• **Task goal**:
From the records below, print exactly the lines starting at the one containing "repository 34de102f4dee8f30" and ending at the one containing "looked up together.", ends included, and nothing else.

• **Data to process**:
*****

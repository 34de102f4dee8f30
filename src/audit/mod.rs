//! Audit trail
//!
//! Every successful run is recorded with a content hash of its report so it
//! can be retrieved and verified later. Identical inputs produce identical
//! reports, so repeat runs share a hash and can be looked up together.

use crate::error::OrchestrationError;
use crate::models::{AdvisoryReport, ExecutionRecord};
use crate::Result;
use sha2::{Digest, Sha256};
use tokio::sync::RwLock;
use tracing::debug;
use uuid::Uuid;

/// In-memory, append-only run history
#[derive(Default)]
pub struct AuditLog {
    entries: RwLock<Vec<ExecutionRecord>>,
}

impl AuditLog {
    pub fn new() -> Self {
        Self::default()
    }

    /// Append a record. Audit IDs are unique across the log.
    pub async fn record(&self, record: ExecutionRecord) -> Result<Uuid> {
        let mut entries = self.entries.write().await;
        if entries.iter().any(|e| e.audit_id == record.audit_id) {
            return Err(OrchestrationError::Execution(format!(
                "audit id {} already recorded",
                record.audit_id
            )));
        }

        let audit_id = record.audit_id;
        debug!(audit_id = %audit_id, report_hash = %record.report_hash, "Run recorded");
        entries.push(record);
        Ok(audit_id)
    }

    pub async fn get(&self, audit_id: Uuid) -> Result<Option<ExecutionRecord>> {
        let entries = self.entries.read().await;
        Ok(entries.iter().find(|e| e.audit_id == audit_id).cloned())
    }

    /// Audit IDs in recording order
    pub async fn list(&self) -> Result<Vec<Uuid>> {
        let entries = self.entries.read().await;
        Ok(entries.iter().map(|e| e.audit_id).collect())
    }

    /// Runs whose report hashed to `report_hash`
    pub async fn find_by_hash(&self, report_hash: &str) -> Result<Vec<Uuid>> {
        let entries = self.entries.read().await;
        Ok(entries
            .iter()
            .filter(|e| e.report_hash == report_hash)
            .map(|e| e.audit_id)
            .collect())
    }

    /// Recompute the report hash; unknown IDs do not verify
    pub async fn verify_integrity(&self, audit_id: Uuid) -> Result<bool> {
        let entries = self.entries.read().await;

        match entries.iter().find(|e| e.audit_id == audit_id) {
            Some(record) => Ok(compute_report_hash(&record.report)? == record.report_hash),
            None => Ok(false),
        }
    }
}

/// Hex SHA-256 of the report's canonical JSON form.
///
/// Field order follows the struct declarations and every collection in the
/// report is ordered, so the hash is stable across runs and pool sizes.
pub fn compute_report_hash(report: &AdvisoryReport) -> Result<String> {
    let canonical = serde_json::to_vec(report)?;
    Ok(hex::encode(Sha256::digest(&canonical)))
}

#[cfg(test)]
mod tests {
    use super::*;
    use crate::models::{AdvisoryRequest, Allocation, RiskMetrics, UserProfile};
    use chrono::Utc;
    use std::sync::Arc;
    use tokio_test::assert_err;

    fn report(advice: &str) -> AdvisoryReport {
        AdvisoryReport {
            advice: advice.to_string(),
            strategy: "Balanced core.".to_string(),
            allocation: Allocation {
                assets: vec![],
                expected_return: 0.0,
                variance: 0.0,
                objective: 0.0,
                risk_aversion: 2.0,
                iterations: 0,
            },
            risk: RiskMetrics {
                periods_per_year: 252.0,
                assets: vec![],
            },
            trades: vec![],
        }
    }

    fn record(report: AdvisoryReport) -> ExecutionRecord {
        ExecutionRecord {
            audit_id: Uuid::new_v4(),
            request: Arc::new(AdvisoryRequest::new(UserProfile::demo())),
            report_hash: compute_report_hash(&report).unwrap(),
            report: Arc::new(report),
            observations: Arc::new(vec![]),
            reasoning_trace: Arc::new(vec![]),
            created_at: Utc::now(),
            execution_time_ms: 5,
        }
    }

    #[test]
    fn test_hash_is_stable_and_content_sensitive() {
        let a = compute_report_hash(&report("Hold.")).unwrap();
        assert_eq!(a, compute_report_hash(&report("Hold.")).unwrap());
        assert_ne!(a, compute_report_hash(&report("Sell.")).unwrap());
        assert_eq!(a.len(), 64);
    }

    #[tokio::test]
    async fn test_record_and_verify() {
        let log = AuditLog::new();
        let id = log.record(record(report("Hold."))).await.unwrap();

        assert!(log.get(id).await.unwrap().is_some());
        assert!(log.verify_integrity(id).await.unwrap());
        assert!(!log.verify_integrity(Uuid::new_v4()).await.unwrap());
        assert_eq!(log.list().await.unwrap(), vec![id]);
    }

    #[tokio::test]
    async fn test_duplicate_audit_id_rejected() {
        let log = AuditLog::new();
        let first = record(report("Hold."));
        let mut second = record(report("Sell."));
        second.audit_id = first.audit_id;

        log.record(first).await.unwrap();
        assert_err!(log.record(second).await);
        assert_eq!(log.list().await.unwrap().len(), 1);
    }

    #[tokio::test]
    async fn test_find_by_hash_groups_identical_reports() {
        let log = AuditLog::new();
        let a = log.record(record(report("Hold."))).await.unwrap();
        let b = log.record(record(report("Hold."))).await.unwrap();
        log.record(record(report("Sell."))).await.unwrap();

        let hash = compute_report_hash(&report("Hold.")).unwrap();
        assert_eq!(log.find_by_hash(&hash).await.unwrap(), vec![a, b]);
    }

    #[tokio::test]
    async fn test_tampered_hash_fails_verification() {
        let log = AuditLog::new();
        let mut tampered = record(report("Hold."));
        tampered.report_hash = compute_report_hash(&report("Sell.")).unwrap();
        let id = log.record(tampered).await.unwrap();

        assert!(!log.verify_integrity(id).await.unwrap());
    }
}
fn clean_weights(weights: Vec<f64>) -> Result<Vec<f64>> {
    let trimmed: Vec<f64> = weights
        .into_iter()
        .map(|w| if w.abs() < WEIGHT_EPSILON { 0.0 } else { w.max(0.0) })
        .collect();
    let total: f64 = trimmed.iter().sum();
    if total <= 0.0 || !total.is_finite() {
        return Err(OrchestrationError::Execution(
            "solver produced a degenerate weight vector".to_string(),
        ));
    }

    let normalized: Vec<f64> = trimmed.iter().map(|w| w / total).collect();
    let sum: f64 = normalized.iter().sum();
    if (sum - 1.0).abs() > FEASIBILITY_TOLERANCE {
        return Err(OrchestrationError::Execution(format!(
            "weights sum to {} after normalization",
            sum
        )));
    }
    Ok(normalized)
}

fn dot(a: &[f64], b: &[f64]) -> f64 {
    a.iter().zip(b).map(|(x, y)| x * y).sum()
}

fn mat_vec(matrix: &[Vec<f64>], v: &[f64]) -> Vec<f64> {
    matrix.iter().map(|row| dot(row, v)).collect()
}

*****

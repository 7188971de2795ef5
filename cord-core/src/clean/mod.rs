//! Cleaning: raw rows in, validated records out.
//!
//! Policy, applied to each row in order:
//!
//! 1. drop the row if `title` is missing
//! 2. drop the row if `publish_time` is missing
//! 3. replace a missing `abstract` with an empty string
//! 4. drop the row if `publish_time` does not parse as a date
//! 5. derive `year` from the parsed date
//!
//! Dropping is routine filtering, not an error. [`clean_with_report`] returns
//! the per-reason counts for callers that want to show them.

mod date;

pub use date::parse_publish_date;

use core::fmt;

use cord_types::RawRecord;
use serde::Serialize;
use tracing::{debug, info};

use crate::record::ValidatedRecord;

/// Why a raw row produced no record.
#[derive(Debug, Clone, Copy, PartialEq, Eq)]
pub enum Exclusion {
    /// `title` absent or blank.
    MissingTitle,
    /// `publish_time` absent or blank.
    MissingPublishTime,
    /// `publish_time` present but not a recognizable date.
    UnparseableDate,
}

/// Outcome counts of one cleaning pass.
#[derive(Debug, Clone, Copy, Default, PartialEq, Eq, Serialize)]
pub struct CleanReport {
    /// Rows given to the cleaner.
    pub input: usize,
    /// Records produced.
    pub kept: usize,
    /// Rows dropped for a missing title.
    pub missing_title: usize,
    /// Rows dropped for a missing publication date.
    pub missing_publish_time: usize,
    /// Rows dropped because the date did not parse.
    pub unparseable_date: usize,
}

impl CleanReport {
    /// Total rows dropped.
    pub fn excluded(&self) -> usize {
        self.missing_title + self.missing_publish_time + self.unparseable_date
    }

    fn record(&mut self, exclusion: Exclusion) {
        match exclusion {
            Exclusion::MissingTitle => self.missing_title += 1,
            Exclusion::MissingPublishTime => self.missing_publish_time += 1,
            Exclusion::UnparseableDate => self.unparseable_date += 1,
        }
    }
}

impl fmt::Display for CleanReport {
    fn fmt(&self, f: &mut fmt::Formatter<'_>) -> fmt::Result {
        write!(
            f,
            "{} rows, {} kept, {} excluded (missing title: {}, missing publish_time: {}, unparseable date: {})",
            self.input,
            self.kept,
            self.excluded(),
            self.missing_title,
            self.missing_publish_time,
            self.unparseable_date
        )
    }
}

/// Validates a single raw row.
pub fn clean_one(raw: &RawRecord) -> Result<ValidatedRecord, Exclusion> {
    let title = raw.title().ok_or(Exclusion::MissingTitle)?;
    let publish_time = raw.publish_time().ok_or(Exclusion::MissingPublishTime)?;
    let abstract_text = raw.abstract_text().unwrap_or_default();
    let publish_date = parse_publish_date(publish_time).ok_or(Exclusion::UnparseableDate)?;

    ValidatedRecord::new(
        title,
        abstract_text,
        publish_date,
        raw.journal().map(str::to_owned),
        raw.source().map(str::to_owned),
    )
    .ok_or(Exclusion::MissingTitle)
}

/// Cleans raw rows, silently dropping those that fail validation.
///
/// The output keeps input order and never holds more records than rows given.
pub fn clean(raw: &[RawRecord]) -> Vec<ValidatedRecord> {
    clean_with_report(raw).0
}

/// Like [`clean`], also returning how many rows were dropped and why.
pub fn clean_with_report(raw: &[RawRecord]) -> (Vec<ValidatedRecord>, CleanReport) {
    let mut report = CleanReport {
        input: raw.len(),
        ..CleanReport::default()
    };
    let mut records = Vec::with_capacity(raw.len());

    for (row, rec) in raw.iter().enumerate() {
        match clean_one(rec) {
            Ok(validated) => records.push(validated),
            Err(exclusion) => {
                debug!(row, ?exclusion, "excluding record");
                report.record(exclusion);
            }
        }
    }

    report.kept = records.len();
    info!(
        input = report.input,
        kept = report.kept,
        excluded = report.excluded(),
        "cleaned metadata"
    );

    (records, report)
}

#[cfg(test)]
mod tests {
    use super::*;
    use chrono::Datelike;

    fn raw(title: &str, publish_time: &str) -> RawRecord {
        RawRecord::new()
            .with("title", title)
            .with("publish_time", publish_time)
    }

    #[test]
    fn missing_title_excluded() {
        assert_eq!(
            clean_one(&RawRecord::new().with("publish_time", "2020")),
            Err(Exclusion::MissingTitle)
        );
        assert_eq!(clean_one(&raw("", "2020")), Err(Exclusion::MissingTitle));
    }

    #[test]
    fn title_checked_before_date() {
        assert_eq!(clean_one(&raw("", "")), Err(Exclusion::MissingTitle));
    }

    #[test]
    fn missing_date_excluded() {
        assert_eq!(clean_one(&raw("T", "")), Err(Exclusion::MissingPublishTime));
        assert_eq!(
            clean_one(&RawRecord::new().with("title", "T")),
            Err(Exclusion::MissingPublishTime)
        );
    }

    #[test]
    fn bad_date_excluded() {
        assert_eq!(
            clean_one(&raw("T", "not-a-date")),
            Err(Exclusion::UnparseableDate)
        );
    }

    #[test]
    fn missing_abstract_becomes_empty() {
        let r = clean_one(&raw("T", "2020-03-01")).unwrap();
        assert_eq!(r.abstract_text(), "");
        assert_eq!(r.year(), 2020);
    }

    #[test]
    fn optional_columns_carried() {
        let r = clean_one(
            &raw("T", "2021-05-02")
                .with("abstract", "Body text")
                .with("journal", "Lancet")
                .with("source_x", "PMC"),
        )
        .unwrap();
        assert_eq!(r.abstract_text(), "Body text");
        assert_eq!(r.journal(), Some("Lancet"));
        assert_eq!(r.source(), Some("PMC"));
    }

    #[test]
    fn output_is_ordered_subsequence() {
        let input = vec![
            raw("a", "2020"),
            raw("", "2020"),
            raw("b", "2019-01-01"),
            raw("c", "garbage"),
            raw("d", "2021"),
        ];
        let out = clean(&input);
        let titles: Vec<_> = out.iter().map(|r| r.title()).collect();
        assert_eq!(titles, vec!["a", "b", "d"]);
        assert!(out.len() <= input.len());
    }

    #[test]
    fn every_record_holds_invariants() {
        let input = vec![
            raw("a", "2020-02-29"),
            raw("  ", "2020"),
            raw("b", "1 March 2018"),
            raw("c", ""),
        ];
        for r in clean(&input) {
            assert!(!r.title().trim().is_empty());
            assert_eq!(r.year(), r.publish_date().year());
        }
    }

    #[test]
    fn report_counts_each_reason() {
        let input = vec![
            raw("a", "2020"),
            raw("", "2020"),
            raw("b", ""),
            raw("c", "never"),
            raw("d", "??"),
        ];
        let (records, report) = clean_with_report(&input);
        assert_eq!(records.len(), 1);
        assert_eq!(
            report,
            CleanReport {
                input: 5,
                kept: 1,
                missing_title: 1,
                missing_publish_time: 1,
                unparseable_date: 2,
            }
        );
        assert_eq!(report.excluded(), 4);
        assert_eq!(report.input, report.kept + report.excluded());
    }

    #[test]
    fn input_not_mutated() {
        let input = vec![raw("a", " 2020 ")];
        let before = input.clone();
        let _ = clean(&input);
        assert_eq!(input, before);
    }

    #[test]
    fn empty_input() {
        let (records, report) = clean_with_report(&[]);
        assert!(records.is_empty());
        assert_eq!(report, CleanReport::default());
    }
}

*****

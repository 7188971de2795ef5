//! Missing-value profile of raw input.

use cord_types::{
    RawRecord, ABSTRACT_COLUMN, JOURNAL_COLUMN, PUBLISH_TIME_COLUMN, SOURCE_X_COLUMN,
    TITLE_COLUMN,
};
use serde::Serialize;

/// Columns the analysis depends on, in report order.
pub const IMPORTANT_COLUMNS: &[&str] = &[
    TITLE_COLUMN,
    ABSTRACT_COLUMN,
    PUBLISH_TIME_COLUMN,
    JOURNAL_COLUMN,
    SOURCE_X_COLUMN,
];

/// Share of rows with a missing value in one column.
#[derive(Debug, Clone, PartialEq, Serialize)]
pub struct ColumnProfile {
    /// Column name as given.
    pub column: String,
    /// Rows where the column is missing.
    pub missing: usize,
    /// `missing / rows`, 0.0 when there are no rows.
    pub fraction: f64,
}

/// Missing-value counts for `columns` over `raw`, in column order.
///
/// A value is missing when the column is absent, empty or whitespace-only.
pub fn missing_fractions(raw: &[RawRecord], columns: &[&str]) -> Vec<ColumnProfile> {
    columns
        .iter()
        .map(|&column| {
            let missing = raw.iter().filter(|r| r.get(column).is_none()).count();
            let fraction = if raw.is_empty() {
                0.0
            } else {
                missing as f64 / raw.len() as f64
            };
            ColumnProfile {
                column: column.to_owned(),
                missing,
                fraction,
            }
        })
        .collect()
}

*****

• **Solution to this exercise**:
repository 34de102f4dee8f30
filename src/audit/mod.rs
//! Audit trail
//!
//! Every successful run is recorded with a content hash of its report so it
//! can be retrieved and verified later. Identical inputs produce identical
//! reports, so repeat runs share a hash and can be looked up together.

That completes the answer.